Manliness
- Author: Harvey C. Mansfield
- Language: English
- Subject: Masculinity
- Publisher: Yale University Press
- Publication date: 2006
- Publication place: United States
- Media type: Print (hardback)
- Pages: 288
- ISBN: 0-300-10664-5
- OCLC: 61309282
- Dewey Decimal: 305.31 22
- LC Class: HQ1090 .M365 2006

= Manliness (book) =

2006 book by Harvey Mansfield

Manliness is a book by Harvey C. Mansfield first published by Yale University Press in 2006. Mansfield is a professor of government at Harvard University. In this book, he defines manliness as "confidence in a situation of risk" and suggests this quality is currently undervalued in Western society.

He suggests the quality is more common in men than in women, but does not strictly exclude women, for example he names Margaret Thatcher. He also suggests the quality is "good and bad", not all good, but not all bad. His main point is that gender neutral ideology denies both the reality of sex-specific qualities, and the valuable components of these, to the detriment of society.

Mansfield attributes the rise of gender neutral ideology firstly to Friedrich Nietzsche, Karl Marx and Jean-Paul Sartre, and then to feminists who repackaged the ideas as part of a political program. He names Simone de Beauvoir, Betty Friedan and Germaine Greer.

== Overview ==
Today the very word manliness seems quaint and obsolete. We are in the process of making the English language gender-neutral, and manliness, the quality of one gender, or rather, of one sex, seems to describe the essence of the enemy we are attacking, the evil we are eradicating.
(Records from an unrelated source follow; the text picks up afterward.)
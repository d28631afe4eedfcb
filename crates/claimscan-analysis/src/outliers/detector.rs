//! GroupedAnomalyDetector: per-group IQR and Z-score rules over every
//! configured metric.

use rayon::prelude::*;

use claimscan_core::config::{DetectionConfig, MetricSpec};
use claimscan_core::types::value::format_number;
use claimscan_core::{DataError, RecordTable};

use crate::grouping::{EligibilityFilter, Group, GroupPartition};

use super::types::{
    AnomalyMethod, AnomalyRecord, AnomalySet, Evidence, IqrBounds, MetricGroupStats, ZScoreStats,
};
use super::{iqr, zscore};

/// Resolved detector settings.
#[derive(Debug, Clone)]
pub struct DetectorSettings {
    pub group_column: String,
    pub group_label_column: String,
    pub group_display_name: String,
    pub min_group_size: usize,
    pub min_iqr_samples: usize,
    pub iqr_multiplier: f64,
    pub z_threshold: f64,
    pub metrics: Vec<MetricSpec>,
    pub identifying_columns: Vec<String>,
}

impl DetectorSettings {
    pub fn from_config(config: &DetectionConfig) -> Self {
        Self {
            group_column: config.effective_group_column().to_string(),
            group_label_column: config.effective_group_label_column().to_string(),
            group_display_name: config.effective_group_display_name().to_string(),
            min_group_size: config.effective_min_group_size(),
            min_iqr_samples: config.effective_min_iqr_samples(),
            iqr_multiplier: config.effective_iqr_multiplier(),
            z_threshold: config.effective_z_threshold(),
            metrics: config.effective_metrics(),
            identifying_columns: config.effective_identifying_columns(),
        }
    }
}

impl Default for DetectorSettings {
    fn default() -> Self {
        Self::from_config(&DetectionConfig::default())
    }
}

/// Output of one detection pass.
#[derive(Debug, Clone)]
pub struct Detection {
    pub iqr: AnomalySet,
    pub zscore: AnomalySet,
    /// One entry per (eligible group, metric), group order then metric order.
    pub stats: Vec<MetricGroupStats>,
    pub groups_total: usize,
    pub groups_eligible: usize,
    pub groups_skipped: usize,
    pub unkeyed_rows: usize,
}

impl Detection {
    pub fn stats_for(&self, group_value: &str, metric: &str) -> Option<&MetricGroupStats> {
        self.stats
            .iter()
            .find(|s| s.group_value == group_value && s.metric == metric)
    }
}

/// Column positions resolved once per pass.
struct Columns {
    group: usize,
    label: Option<usize>,
    metrics: Vec<usize>,
    attributes: Vec<usize>,
}

#[derive(Default)]
struct GroupOutcome {
    iqr: Vec<AnomalyRecord>,
    zscore: Vec<AnomalyRecord>,
    stats: Vec<MetricGroupStats>,
}

/// Flags records whose metric is extreme relative to their own service
/// code group. The table is only read; all results are fresh allocations.
pub struct GroupedAnomalyDetector {
    settings: DetectorSettings,
}

impl GroupedAnomalyDetector {
    pub fn new(settings: DetectorSettings) -> Self {
        Self { settings }
    }

    pub fn from_config(config: &DetectionConfig) -> Self {
        Self::new(DetectorSettings::from_config(config))
    }

    pub fn settings(&self) -> &DetectorSettings {
        &self.settings
    }

    /// Run both rules over every eligible group.
    ///
    /// Fails when the table is empty or the group key or a metric column
    /// is absent. A missing label column only leaves labels empty.
    pub fn detect(&self, table: &RecordTable) -> Result<Detection, DataError> {
        let s = &self.settings;
        let partition = GroupPartition::build(table, &s.group_column)?;
        let columns = self.resolve_columns(table)?;

        let eligible = EligibilityFilter::new(s.min_group_size).apply(&partition);
        tracing::debug!(
            groups = partition.len(),
            eligible = eligible.groups.len(),
            "partitioned table"
        );

        let outcomes: Vec<GroupOutcome> = eligible
            .groups
            .par_iter()
            .map(|group| self.detect_group(table, &columns, group))
            .collect();

        let attribute_columns: Vec<String> = columns
            .attributes
            .iter()
            .map(|&c| table.columns()[c].clone())
            .collect();
        let mut iqr_set = AnomalySet::new(AnomalyMethod::Iqr, attribute_columns.clone());
        let mut z_set = AnomalySet::new(AnomalyMethod::ZScore, attribute_columns);
        let mut stats = Vec::new();
        for outcome in outcomes {
            iqr_set.records.extend(outcome.iqr);
            z_set.records.extend(outcome.zscore);
            stats.extend(outcome.stats);
        }

        Ok(Detection {
            iqr: iqr_set,
            zscore: z_set,
            stats,
            groups_total: partition.len(),
            groups_eligible: eligible.groups.len(),
            groups_skipped: eligible.skipped,
            unkeyed_rows: partition.unkeyed_rows,
        })
    }

    fn resolve_columns(&self, table: &RecordTable) -> Result<Columns, DataError> {
        let s = &self.settings;
        let group = table.require_column(&s.group_column)?;
        let metrics = s
            .metrics
            .iter()
            .map(|m| table.require_column(&m.column))
            .collect::<Result<Vec<_>, _>>()?;
        let attributes = s
            .identifying_columns
            .iter()
            .filter_map(|c| table.column_index(c))
            .collect();
        Ok(Columns {
            group,
            label: table.column_index(&s.group_label_column),
            metrics,
            attributes,
        })
    }

    fn detect_group(&self, table: &RecordTable, columns: &Columns, group: &Group) -> GroupOutcome {
        let s = &self.settings;
        let mut outcome = GroupOutcome::default();

        for (metric, &col) in s.metrics.iter().zip(&columns.metrics) {
            // Text cells are coerced here; anything non-numeric or
            // non-finite is missing for this metric.
            let values: Vec<(usize, f64)> = group
                .rows
                .iter()
                .filter_map(|&row| {
                    let v = table.value(row, col).coerce_numeric().finite()?;
                    Some((row, v))
                })
                .collect();
            let sample: Vec<f64> = values.iter().map(|&(_, v)| v).collect();

            let bounds = IqrBounds::compute(&sample, s.min_iqr_samples, s.iqr_multiplier);
            let mut iqr_hits = bounds
                .as_ref()
                .map(|b| iqr::detect(&values, b))
                .unwrap_or_default();
            sort_descending(&mut iqr_hits, |&(_, v)| v);

            let z_stats = ZScoreStats::compute(&sample, s.min_group_size);
            let mut z_hits = z_stats
                .as_ref()
                .map(|z| zscore::detect(&values, z, s.z_threshold))
                .unwrap_or_default();
            sort_descending(&mut z_hits, |&(_, v, _)| v);

            outcome.stats.push(MetricGroupStats {
                group_value: group.key.clone(),
                metric: metric.column.clone(),
                group_size: group.size(),
                n_values: sample.len(),
                iqr: bounds,
                zscore: z_stats,
                iqr_flagged: iqr_hits.len(),
                zscore_flagged: z_hits.len(),
            });

            if let Some(b) = bounds {
                let reason = format!(
                    "{} > {}-specific IQR upper bound",
                    metric.column, s.group_display_name
                );
                for (row, value) in iqr_hits {
                    outcome.iqr.push(self.record(
                        table,
                        columns,
                        group,
                        metric,
                        row,
                        value,
                        AnomalyMethod::Iqr,
                        Evidence::Iqr(b),
                        reason.clone(),
                    ));
                }
            }

            let reason = format!(
                "{} Z-score > {} within {} group",
                metric.column,
                format_number(s.z_threshold),
                s.group_display_name
            );
            for (row, value, score) in z_hits {
                outcome.zscore.push(self.record(
                    table,
                    columns,
                    group,
                    metric,
                    row,
                    value,
                    AnomalyMethod::ZScore,
                    Evidence::ZScore {
                        score,
                        threshold: s.z_threshold,
                    },
                    reason.clone(),
                ));
            }
        }
        outcome
    }

    #[allow(clippy::too_many_arguments)]
    fn record(
        &self,
        table: &RecordTable,
        columns: &Columns,
        group: &Group,
        metric: &MetricSpec,
        row: usize,
        value: f64,
        method: AnomalyMethod,
        evidence: Evidence,
        reason: String,
    ) -> AnomalyRecord {
        let group_label = columns
            .label
            .map(|c| table.value(row, c))
            .filter(|v| !v.is_missing())
            .map(|v| v.to_cell_string());
        AnomalyRecord {
            row,
            attributes: columns
                .attributes
                .iter()
                .map(|&c| table.value(row, c).clone())
                .collect(),
            method,
            metric: metric.column.clone(),
            metric_label: metric.label.clone(),
            metric_value: value,
            group_key: self.settings.group_column.clone(),
            group_value: group.key.clone(),
            group_label,
            group_size: group.size(),
            evidence,
            reason,
        }
    }
}

/// Stable descending sort; ties keep input row order.
fn sort_descending<T>(items: &mut [T], key: impl Fn(&T) -> f64) {
    items.sort_by(|a, b| key(b).total_cmp(&key(a)));
}

#[cfg(test)]
mod tests {
    use super::*;
    use claimscan_core::Value;

    fn table(rows: &[(&str, f64)]) -> RecordTable {
        RecordTable::from_rows(
            vec!["hcpcs_cd".into(), "hcpcs_desc".into(), "avg_mdcr_pymt_amt".into()],
            rows.iter()
                .map(|&(code, pay)| vec![Value::from(code), Value::from("desc"), Value::from(pay)])
                .collect(),
        )
        .unwrap()
    }

    fn payment_only() -> GroupedAnomalyDetector {
        let mut settings = DetectorSettings::default();
        settings.metrics = vec![MetricSpec::new("avg_mdcr_pymt_amt", "Payment Amount")];
        GroupedAnomalyDetector::new(settings)
    }

    #[test]
    fn ties_keep_row_order_within_a_pair() {
        let mut rows = vec![("A", 10.0); 36];
        rows.extend([("A", 500.0), ("A", 900.0), ("A", 500.0), ("A", 900.0)]);
        let d = payment_only().detect(&table(&rows)).unwrap();
        let order: Vec<usize> = d.iqr.iter().map(|r| r.row).collect();
        assert_eq!(order, vec![37, 39, 36, 38]);
    }

    #[test]
    fn groups_follow_first_seen_order() {
        let mut rows = Vec::new();
        for i in 0..40 {
            rows.push(("Z", if i == 5 { 1000.0 } else { 100.0 }));
            rows.push(("A", if i == 7 { 2000.0 } else { 100.0 }));
        }
        let d = payment_only().detect(&table(&rows)).unwrap();
        let groups: Vec<&str> = d.iqr.iter().map(|r| r.group_value.as_str()).collect();
        assert_eq!(groups, vec!["Z", "A"]);
        assert_eq!(d.groups_eligible, 2);
    }

    #[test]
    fn missing_metric_column_is_fatal() {
        let t = RecordTable::from_rows(
            vec!["hcpcs_cd".into()],
            vec![vec![Value::from("A")]],
        )
        .unwrap();
        let err = payment_only().detect(&t).unwrap_err();
        assert!(matches!(err, DataError::MissingColumn { ref column } if column == "avg_mdcr_pymt_amt"));
    }
}
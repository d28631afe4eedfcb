//! claimscan-analysis: the grouped anomaly engine and its collaborators.
//!
//! - `ingest`: raw CSV → normalized record table
//! - `grouping`: partition by service code, size guard
//! - `outliers`: per-group IQR and Z-score detection
//! - `rollup`: top-group anomaly counts
//! - `summary`: global statistics and the text report
//! - `export`: JSON-safe dashboard payloads and CSV tables
//! - `pipeline`: validate → detect → roll up → summarize

pub mod export;
pub mod grouping;
pub mod ingest;
pub mod outliers;
pub mod pipeline;
pub mod rollup;
pub mod summary;

pub use outliers::{AnomalyMethod, AnomalyRecord, AnomalySet, Detection, GroupedAnomalyDetector};
pub use pipeline::{AnalysisPipeline, AnalysisResult};
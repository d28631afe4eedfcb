//! Dashboard payloads: `summary.json`, `anomalies.json`, `top_groups.json`.

use serde::Serialize;

use claimscan_core::config::ExportConfig;
use claimscan_core::constants::{FALLBACK_COST_COLUMN, PAYMENT_COLUMN};
use claimscan_core::{ExportError, RecordTable, Value};

use crate::outliers::{AnomalyRecord, AnomalySet, IqrBounds};
use crate::pipeline::AnalysisResult;
use crate::rollup::Rollup;
use crate::summary::describe;

use super::sanitize::{self, JsonRow};

/// Columns projected into `anomalies.json`, in output order. Only those
/// present are emitted.
pub const DASHBOARD_COLUMNS: &[&str] = &[
    "hcpcs_cd",
    "hcpcs_desc",
    "rndrng_npi",
    "rndrng_prvdr_last_org_name",
    "rndrng_prvdr_first_name",
    "rndrng_prvdr_type",
    "rndrng_prvdr_state_abrvtn",
    "rndrng_prvdr_city",
    "place_of_srvc_label",
    "tot_benes",
    "tot_srvcs",
    "avg_sbmtd_chrg_amt",
    "avg_mdcr_alowd_amt",
    "avg_mdcr_pymt_amt",
    "avg_mdcr_stdzd_amt",
    "submitted_to_payment_ratio",
    "payment_to_allowed_ratio",
    "anomaly_method",
    "anomaly_metric",
    "anomaly_metric_label",
    "anomaly_reason",
    "group_size",
];

/// Pick the cost column: an explicit choice present in the table, else the
/// first present priority column, else the first numeric column, else the
/// fallback name.
pub fn pick_cost_column(
    table: &RecordTable,
    explicit: Option<&str>,
    priority: &[String],
) -> String {
    if let Some(c) = explicit.filter(|c| table.has_column(c)) {
        return c.to_string();
    }
    if let Some(c) = priority.iter().find(|c| table.has_column(c)) {
        return c.clone();
    }
    table
        .first_numeric_column()
        .unwrap_or(FALLBACK_COST_COLUMN)
        .to_string()
}

/// Which well-known columns the analyzed table carries.
#[derive(Debug, Clone, PartialEq, Eq, Serialize)]
pub struct KeyColumnsPresent {
    pub hcpcs_cd: bool,
    pub hcpcs_desc: bool,
    pub rndrng_npi: bool,
    pub rndrng_prvdr_type: bool,
    pub rndrng_prvdr_state_abrvtn: bool,
    pub place_of_srvc_label: bool,
}

impl KeyColumnsPresent {
    pub fn of(table: &RecordTable) -> Self {
        Self {
            hcpcs_cd: table.has_column("hcpcs_cd"),
            hcpcs_desc: table.has_column("hcpcs_desc"),
            rndrng_npi: table.has_column("rndrng_npi"),
            rndrng_prvdr_type: table.has_column("rndrng_prvdr_type"),
            rndrng_prvdr_state_abrvtn: table.has_column("rndrng_prvdr_state_abrvtn"),
            place_of_srvc_label: table.has_column("place_of_srvc_label"),
        }
    }
}

/// `summary.json`. Non-finite statistics serialize as `null`.
#[derive(Debug, Clone, PartialEq, Serialize)]
pub struct DashboardSummary {
    pub rows: usize,
    pub columns: usize,
    pub cost_column: String,
    pub cost_mean: serde_json::Value,
    pub cost_median: serde_json::Value,
    pub cost_min: serde_json::Value,
    pub cost_max: serde_json::Value,
    pub cost_std: serde_json::Value,
    #[serde(rename = "Q1")]
    pub q1: serde_json::Value,
    #[serde(rename = "Q3")]
    pub q3: serde_json::Value,
    #[serde(rename = "IQR")]
    pub iqr: serde_json::Value,
    #[serde(rename = "IQR_lower_bound")]
    pub iqr_lower_bound: serde_json::Value,
    #[serde(rename = "IQR_upper_bound")]
    pub iqr_upper_bound: serde_json::Value,
    /// `None` when the cost column does not exist.
    pub missing_cost: Option<usize>,
    pub iqr_anomalies_count: usize,
    pub zscore_anomalies_count: usize,
    pub key_columns_present: KeyColumnsPresent,
}

impl DashboardSummary {
    pub fn build(
        table: &RecordTable,
        cost_column: &str,
        iqr_multiplier: f64,
        iqr_anomalies: usize,
        zscore_anomalies: usize,
    ) -> Self {
        let (values, missing_cost) = match table.column_index(cost_column) {
            Some(col) => {
                let coerced: Vec<Value> =
                    table.column_values(col).map(Value::coerce_numeric).collect();
                let missing = coerced.iter().filter(|v| v.is_missing()).count();
                let values: Vec<f64> = coerced.iter().filter_map(Value::finite).collect();
                (values, Some(missing))
            }
            None => (Vec::new(), None),
        };
        let stats = describe(&values);
        let bounds = IqrBounds::compute(&values, 1, iqr_multiplier);

        Self {
            rows: table.len(),
            columns: table.column_count(),
            cost_column: cost_column.to_string(),
            cost_mean: sanitize::optional(stats.map(|s| s.mean)),
            cost_median: sanitize::optional(stats.map(|s| s.median)),
            cost_min: sanitize::optional(stats.map(|s| s.min)),
            cost_max: sanitize::optional(stats.map(|s| s.max)),
            cost_std: sanitize::optional(stats.map(|s| s.std_dev)),
            q1: sanitize::optional(bounds.map(|b| b.q1)),
            q3: sanitize::optional(bounds.map(|b| b.q3)),
            iqr: sanitize::optional(bounds.map(|b| b.iqr)),
            iqr_lower_bound: sanitize::optional(bounds.map(|b| b.lower)),
            iqr_upper_bound: sanitize::optional(bounds.map(|b| b.upper)),
            missing_cost,
            iqr_anomalies_count: iqr_anomalies,
            zscore_anomalies_count: zscore_anomalies,
            key_columns_present: KeyColumnsPresent::of(table),
        }
    }
}

/// `top_groups.json`.
#[derive(Debug, Clone, PartialEq, Serialize)]
pub struct TopGroups {
    pub top_iqr_groups: Vec<JsonRow>,
    pub top_zscore_groups: Vec<JsonRow>,
}

/// All three dashboard payloads.
#[derive(Debug, Clone, PartialEq)]
pub struct DashboardExport {
    pub summary: DashboardSummary,
    pub anomalies: Vec<JsonRow>,
    pub top_groups: TopGroups,
}

impl DashboardExport {
    pub fn build(
        table: &RecordTable,
        result: &AnalysisResult,
        config: &ExportConfig,
        iqr_multiplier: f64,
    ) -> Self {
        let cost_column = pick_cost_column(
            table,
            config.cost_column.as_deref(),
            &config.effective_cost_priority(),
        );
        let detection = &result.detection;
        let summary = DashboardSummary::build(
            table,
            &cost_column,
            iqr_multiplier,
            detection.iqr.len(),
            detection.zscore.len(),
        );
        let anomalies = anomaly_payload(
            &[&detection.iqr, &detection.zscore],
            &cost_column,
            config.effective_max_records(),
        );
        let top_n = config.effective_dashboard_top_n();
        let group_column = &result.group_column;
        let label_column = &result.group_label_column;
        let top_groups = TopGroups {
            top_iqr_groups: rollup_payload(&result.iqr_rollup, group_column, label_column, top_n),
            top_zscore_groups: rollup_payload(
                &result.zscore_rollup,
                group_column,
                label_column,
                top_n,
            ),
        };

        tracing::debug!(
            cost_column = %cost_column,
            exported = anomalies.len(),
            "built dashboard payloads"
        );

        Self {
            summary,
            anomalies,
            top_groups,
        }
    }

    pub fn summary_json(&self) -> Result<String, ExportError> {
        to_json(&self.summary, "summary.json")
    }

    pub fn anomalies_json(&self) -> Result<String, ExportError> {
        to_json(&self.anomalies, "anomalies.json")
    }

    pub fn top_groups_json(&self) -> Result<String, ExportError> {
        to_json(&self.top_groups, "top_groups.json")
    }
}

fn to_json<T: Serialize + ?Sized>(value: &T, artifact: &str) -> Result<String, ExportError> {
    serde_json::to_string_pretty(value).map_err(|e| ExportError::Json {
        artifact: artifact.to_string(),
        message: e.to_string(),
    })
}

/// Concatenate `sets` in order, project onto [`DASHBOARD_COLUMNS`], sort
/// descending by the cost column (missing or non-finite last, ties in
/// concatenation order), and keep at most `max_records`.
pub fn anomaly_payload(
    sets: &[&AnomalySet],
    cost_column: &str,
    max_records: usize,
) -> Vec<JsonRow> {
    let present = |c: &str| {
        sets.iter().any(|s| s.attribute_columns.iter().any(|a| a == c))
            || !is_attribute_column(c)
    };
    let columns: Vec<&str> = DASHBOARD_COLUMNS
        .iter()
        .copied()
        .filter(|c| present(*c))
        .collect();
    let sort_column = [cost_column, PAYMENT_COLUMN]
        .into_iter()
        .find(|c| columns.contains(c));

    let mut rows: Vec<(Option<f64>, JsonRow)> = sets
        .iter()
        .flat_map(|set| set.iter().map(move |r| (*set, r)))
        .map(|(set, record)| {
            let key = sort_column
                .and_then(|c| set.attribute(record, c))
                .and_then(|v| v.coerce_numeric().finite());
            (key, project(set, record, &columns))
        })
        .collect();

    if sort_column.is_some() {
        // stable: equal keys keep concatenation order
        rows.sort_by(|(a, _), (b, _)| match (a, b) {
            (Some(x), Some(y)) => y.total_cmp(x),
            (Some(_), None) => std::cmp::Ordering::Less,
            (None, Some(_)) => std::cmp::Ordering::Greater,
            (None, None) => std::cmp::Ordering::Equal,
        });
    }
    rows.truncate(max_records);
    rows.into_iter().map(|(_, row)| row).collect()
}

fn is_attribute_column(column: &str) -> bool {
    !matches!(
        column,
        "anomaly_method" | "anomaly_metric" | "anomaly_metric_label" | "anomaly_reason" | "group_size"
    )
}

fn project(set: &AnomalySet, record: &AnomalyRecord, columns: &[&str]) -> JsonRow {
    let mut row = JsonRow::new();
    for &c in columns {
        let value = match c {
            "anomaly_method" => serde_json::Value::from(record.method.name()),
            "anomaly_metric" => serde_json::Value::from(record.metric.as_str()),
            "anomaly_metric_label" => serde_json::Value::from(record.metric_label.as_str()),
            "anomaly_reason" => serde_json::Value::from(record.reason.as_str()),
            "group_size" => serde_json::Value::from(record.group_size),
            _ => set
                .attribute(record, c)
                .map_or(serde_json::Value::Null, sanitize::cell),
        };
        row.push(c, value);
    }
    row
}

/// Rollup entries as rows keyed `anomaly_metric, <group>, <label>, count`.
pub fn rollup_payload(
    rollup: &Rollup,
    group_column: &str,
    label_column: &str,
    top_n: usize,
) -> Vec<JsonRow> {
    rollup
        .entries
        .iter()
        .take(top_n)
        .map(|e| {
            let mut row = JsonRow::new();
            row.push("anomaly_metric", serde_json::Value::from(e.metric.as_str()));
            row.push(group_column, serde_json::Value::from(e.group_value.as_str()));
            row.push(
                label_column,
                e.group_label
                    .as_deref()
                    .map_or(serde_json::Value::Null, serde_json::Value::from),
            );
            row.push("count", serde_json::Value::from(e.count));
            row
        })
        .collect()
}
-Harvey Mansfield, Manliness

Mansfield evaluates the concept of manliness as it has been expressed over the course of Western civilization, and considers its virtues. As Mansfield stated to NPR's Tom Ashbrook, "Some people say manliness doesn't exist. Others say it does exist and it's bad. I say it exists and it's good ... and bad."

Drawing on classical philosophy, literature, and science, Mansfield argues that manliness is a virtue primarily associated with the male sex which is preferable to widespread institutional gender-neutral ideology.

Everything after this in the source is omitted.